After days of searching, we finally stumbled upon the entry into the unconscious. The thickening undergrowth made it impossible to see where we were headed, let alone slowly progress. There were heated discussions about our next move so I had to assert myself to calm things down. We pressed forward. It was my decision.

Ages later the bush still showed no sign of letting up. We had to take turns with the machete, dealing with the heat and damp as well as pushing deeply into the darkening unknown. At every moment I wanted to give in to the mounting pressure of despair we all felt so intimately. Insects were eating us alive, thorny branches tearing at us. By then we had started making too many mistakes which we couldn’t afford to make.

But we had no choice. This was the mission; to penetrate the irrational mind and conquer the untouched territory which lay beyond our understanding. No matter the cost. We had to break the mystery. We had to.

Then out of nowhere, we were ambushed. I was caught totally unaware. It was anonymous and precise, over in a split blink of an eye.

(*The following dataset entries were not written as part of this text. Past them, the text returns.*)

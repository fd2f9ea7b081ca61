//! Blocking façade over [`ClientSession`].
//!
//! A dedicated background runtime runs the async core. Each blocking call
//! spawns its future there and waits on a channel, so only the calling
//! thread blocks. This holds whether the caller has no runtime, sits
//! outside one, or is itself a task on a running runtime.

use crate::config::ClientConfig;
use crate::error::{ClientError, ClientResult, ErrorContext};
use crate::request::{Request, ResponseBody};
use crate::session::ClientSession;
use crate::token::TokenSource;
use secrecy::SecretString;
use serde_json::Value;
use std::future::Future;
use std::sync::{Arc, mpsc};
use tokio::runtime::{Builder, Handle, Runtime};
use tracing::debug;

/// Blocking form of every [`ClientSession`] operation.
#[derive(Debug)]
pub struct BlockingClientSession {
    session: Arc<ClientSession>,
    runtime: Option<Runtime>,
}

impl BlockingClientSession {
    /// Open a session on a fresh background runtime.
    ///
    /// # Errors
    ///
    /// As [`ClientSession::open`]; `Unknown` if the runtime cannot start.
    pub fn open(config: ClientConfig) -> ClientResult<Self> {
        let context =
            ErrorContext::new("open", &config.platform_url).with_user_id(&config.user_id);
        let runtime = Builder::new_multi_thread()
            .worker_threads(1)
            .thread_name("open-metadata-bridge")
            .enable_all()
            .build()
            .map_err(|e| {
                ClientError::unknown(
                    format!("failed to start background runtime: {e}"),
                    context.clone(),
                    None,
                )
            })?;

        match run_on(runtime.handle(), &context, ClientSession::open(config)) {
            Ok(session) => {
                debug!("Blocking session ready");
                Ok(Self {
                    session: Arc::new(session),
                    runtime: Some(runtime),
                })
            }
            Err(err) => {
                runtime.shutdown_background();
                Err(err)
            }
        }
    }

    /// The async session behind this façade.
    #[must_use]
    pub fn session(&self) -> &ClientSession {
        &self.session
    }

    /// Blocking [`ClientSession::platform_origin`].
    ///
    /// # Errors
    ///
    /// As the async form.
    pub fn platform_origin(&self) -> ClientResult<String> {
        let session = Arc::clone(&self.session);
        self.block("platform_origin", async move { session.platform_origin().await })
    }

    /// Blocking [`ClientSession::create_bearer_token`].
    ///
    /// # Errors
    ///
    /// As the async form.
    pub fn create_bearer_token(
        &self,
        user_id: Option<&str>,
        password: Option<&SecretString>,
    ) -> ClientResult<SecretString> {
        let session = Arc::clone(&self.session);
        let user_id = user_id.map(str::to_string);
        let password = password.cloned();
        self.block("create_bearer_token", async move {
            session
                .create_bearer_token(user_id.as_deref(), password.as_ref())
                .await
        })
    }

    /// Blocking [`ClientSession::refresh_bearer_token`].
    ///
    /// # Errors
    ///
    /// As the async form.
    pub fn refresh_bearer_token(&self) -> ClientResult<SecretString> {
        let session = Arc::clone(&self.session);
        self.block("refresh_bearer_token", async move {
            session.refresh_bearer_token().await
        })
    }

    /// [`ClientSession::set_bearer_token`]; no network call, runs inline.
    ///
    /// # Errors
    ///
    /// As the async session's form.
    pub fn set_bearer_token(&self, token: &str) -> ClientResult<()> {
        self.session.set_bearer_token(token)
    }

    /// [`ClientSession::get_token`]: `"Bearer {token}"`, not the bare token.
    #[must_use]
    pub fn get_token(&self) -> Option<String> {
        self.session.get_token()
    }

    /// Source of the installed token, if any.
    #[must_use]
    pub fn token_source(&self) -> Option<TokenSource> {
        self.session.token_source()
    }

    /// Blocking [`ClientSession::execute`].
    ///
    /// # Errors
    ///
    /// As the async form.
    pub fn execute(&self, request: Request) -> ClientResult<ResponseBody> {
        let session = Arc::clone(&self.session);
        let operation = request.operation_name().to_string();
        self.block(&operation, async move { session.execute(request).await })
    }

    /// Blocking [`ClientSession::execute_json`].
    ///
    /// # Errors
    ///
    /// As the async form.
    pub fn execute_json(&self, request: Request) -> ClientResult<Value> {
        let session = Arc::clone(&self.session);
        let operation = request.operation_name().to_string();
        self.block(&operation, async move { session.execute_json(request).await })
    }

    /// [`ClientSession::close`]. Idempotent and infallible.
    pub fn close(&self) {
        self.session.close();
    }

    fn block<F, T>(&self, operation: &str, future: F) -> ClientResult<T>
    where
        F: Future<Output = ClientResult<T>> + Send + 'static,
        T: Send + 'static,
    {
        let context = ErrorContext::new(operation, self.session.platform_url())
            .with_user_id(self.session.user_id());
        match &self.runtime {
            Some(runtime) => run_on(runtime.handle(), &context, future),
            None => Err(ClientError::unknown(
                "background runtime has shut down",
                context,
                None,
            )),
        }
    }
}

/// Spawn `future` on `handle` and block the current thread until it ends.
fn run_on<F, T>(handle: &Handle, context: &ErrorContext, future: F) -> ClientResult<T>
where
    F: Future<Output = ClientResult<T>> + Send + 'static,
    T: Send + 'static,
{
    let (tx, rx) = mpsc::sync_channel(1);
    handle.spawn(async move {
        let _ = tx.send(future.await);
    });
    rx.recv().unwrap_or_else(|_| {
        Err(ClientError::unknown(
            "background task ended without a result",
            context.clone(),
            None,
        ))
    })
}

impl Drop for BlockingClientSession {
    fn drop(&mut self) {
        self.session.close();
        if let Some(runtime) = self.runtime.take() {
            runtime.shutdown_background();
        }
    }
}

Fallen, hardly able to move, I had lost sight of the others.

Had they been mercilessly cut down, like me?

As I lay there, bleeding out, I caught glimpse of something that looked like me, moving silently through the trees like a luminous ghost. Was it our attacker, the defender of this land? Or the mind playing tricks again?

Had I watched myself die, roaming the deadland, decapitated from time?

Gently I lost myself to it, slipped into unconsciousness and melded with the forest, at last catching the light of the unknowable. Letting go of all pain and fighting. Just being.

And it is wonderful.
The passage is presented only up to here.